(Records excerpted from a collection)
********************

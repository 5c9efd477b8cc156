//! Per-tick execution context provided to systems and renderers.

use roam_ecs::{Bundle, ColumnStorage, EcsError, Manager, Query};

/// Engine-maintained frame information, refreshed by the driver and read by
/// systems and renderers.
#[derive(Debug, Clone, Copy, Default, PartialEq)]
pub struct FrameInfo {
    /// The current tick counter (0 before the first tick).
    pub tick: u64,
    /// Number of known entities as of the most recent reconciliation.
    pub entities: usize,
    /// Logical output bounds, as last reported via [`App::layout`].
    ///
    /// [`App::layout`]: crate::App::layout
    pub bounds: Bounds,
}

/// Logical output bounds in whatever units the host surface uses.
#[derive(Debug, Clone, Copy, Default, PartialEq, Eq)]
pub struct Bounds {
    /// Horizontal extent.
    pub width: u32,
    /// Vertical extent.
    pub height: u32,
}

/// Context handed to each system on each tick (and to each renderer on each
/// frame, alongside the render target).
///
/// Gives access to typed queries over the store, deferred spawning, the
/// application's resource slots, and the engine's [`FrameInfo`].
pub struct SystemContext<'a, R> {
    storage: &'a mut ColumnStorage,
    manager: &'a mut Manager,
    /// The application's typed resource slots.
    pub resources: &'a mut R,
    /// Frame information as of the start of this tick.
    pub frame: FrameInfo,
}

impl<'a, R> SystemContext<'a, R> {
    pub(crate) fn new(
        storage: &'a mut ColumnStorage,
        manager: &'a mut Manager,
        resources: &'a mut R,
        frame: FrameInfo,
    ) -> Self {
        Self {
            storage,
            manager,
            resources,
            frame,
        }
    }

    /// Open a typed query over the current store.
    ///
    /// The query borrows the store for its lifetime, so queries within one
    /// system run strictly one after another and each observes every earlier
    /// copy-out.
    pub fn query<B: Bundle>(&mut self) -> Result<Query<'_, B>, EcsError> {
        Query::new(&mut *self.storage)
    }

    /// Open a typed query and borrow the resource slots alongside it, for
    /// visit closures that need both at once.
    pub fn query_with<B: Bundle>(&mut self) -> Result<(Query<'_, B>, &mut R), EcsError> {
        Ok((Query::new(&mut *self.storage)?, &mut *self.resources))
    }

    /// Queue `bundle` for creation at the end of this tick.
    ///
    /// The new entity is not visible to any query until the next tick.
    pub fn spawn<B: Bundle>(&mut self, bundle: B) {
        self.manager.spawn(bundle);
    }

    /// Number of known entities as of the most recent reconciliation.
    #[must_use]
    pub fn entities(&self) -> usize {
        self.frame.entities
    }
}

********************

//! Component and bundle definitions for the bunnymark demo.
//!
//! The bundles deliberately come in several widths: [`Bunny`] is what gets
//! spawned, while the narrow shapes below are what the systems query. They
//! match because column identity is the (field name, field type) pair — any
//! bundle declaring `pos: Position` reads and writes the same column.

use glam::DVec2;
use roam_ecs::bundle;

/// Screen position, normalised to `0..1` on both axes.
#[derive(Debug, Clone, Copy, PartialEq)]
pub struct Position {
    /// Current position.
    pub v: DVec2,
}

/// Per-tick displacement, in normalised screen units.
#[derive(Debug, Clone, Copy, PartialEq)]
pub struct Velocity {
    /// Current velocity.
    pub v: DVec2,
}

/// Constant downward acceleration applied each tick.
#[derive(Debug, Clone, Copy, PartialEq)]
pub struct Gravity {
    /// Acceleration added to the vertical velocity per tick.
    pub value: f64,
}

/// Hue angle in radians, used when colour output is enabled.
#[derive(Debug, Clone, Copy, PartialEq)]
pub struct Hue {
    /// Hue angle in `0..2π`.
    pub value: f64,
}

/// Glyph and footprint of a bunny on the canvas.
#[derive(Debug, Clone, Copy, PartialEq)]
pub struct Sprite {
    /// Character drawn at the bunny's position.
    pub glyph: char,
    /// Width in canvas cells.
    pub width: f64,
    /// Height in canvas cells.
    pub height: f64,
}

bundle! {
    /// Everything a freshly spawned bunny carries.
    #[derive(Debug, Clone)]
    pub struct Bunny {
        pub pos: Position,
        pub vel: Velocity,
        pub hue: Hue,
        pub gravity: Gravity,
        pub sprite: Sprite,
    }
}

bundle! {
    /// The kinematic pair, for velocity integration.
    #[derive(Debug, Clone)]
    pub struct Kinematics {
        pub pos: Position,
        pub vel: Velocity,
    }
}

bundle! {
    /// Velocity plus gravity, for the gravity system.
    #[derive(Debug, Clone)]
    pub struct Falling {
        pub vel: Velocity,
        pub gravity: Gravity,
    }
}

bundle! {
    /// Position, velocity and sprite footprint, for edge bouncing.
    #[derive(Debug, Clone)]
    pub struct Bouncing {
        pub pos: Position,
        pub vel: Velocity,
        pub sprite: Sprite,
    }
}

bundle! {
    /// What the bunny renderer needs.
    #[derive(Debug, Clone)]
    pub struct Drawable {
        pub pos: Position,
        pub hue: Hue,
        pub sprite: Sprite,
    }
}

********************

◆ Exercise aim
Output, from the data above, the lines from the line with "the first tick)." to the line with "deferred spawning, the" exactly as they stand, both ends included and nothing else.

◆ Output
    /// The current tick counter (0 before the first tick).
    pub tick: u64,
    /// Number of known entities as of the most recent reconciliation.
    pub entities: usize,
    /// Logical output bounds, as last reported via [`App::layout`].
    ///
    /// [`App::layout`]: crate::App::layout
    pub bounds: Bounds,
}

/// Logical output bounds in whatever units the host surface uses.
#[derive(Debug, Clone, Copy, Default, PartialEq, Eq)]
pub struct Bounds {
    /// Horizontal extent.
    pub width: u32,
    /// Vertical extent.
    pub height: u32,
}

/// Context handed to each system on each tick (and to each renderer on each
/// frame, alongside the render target).
///
/// Gives access to typed queries over the store, deferred spawning, the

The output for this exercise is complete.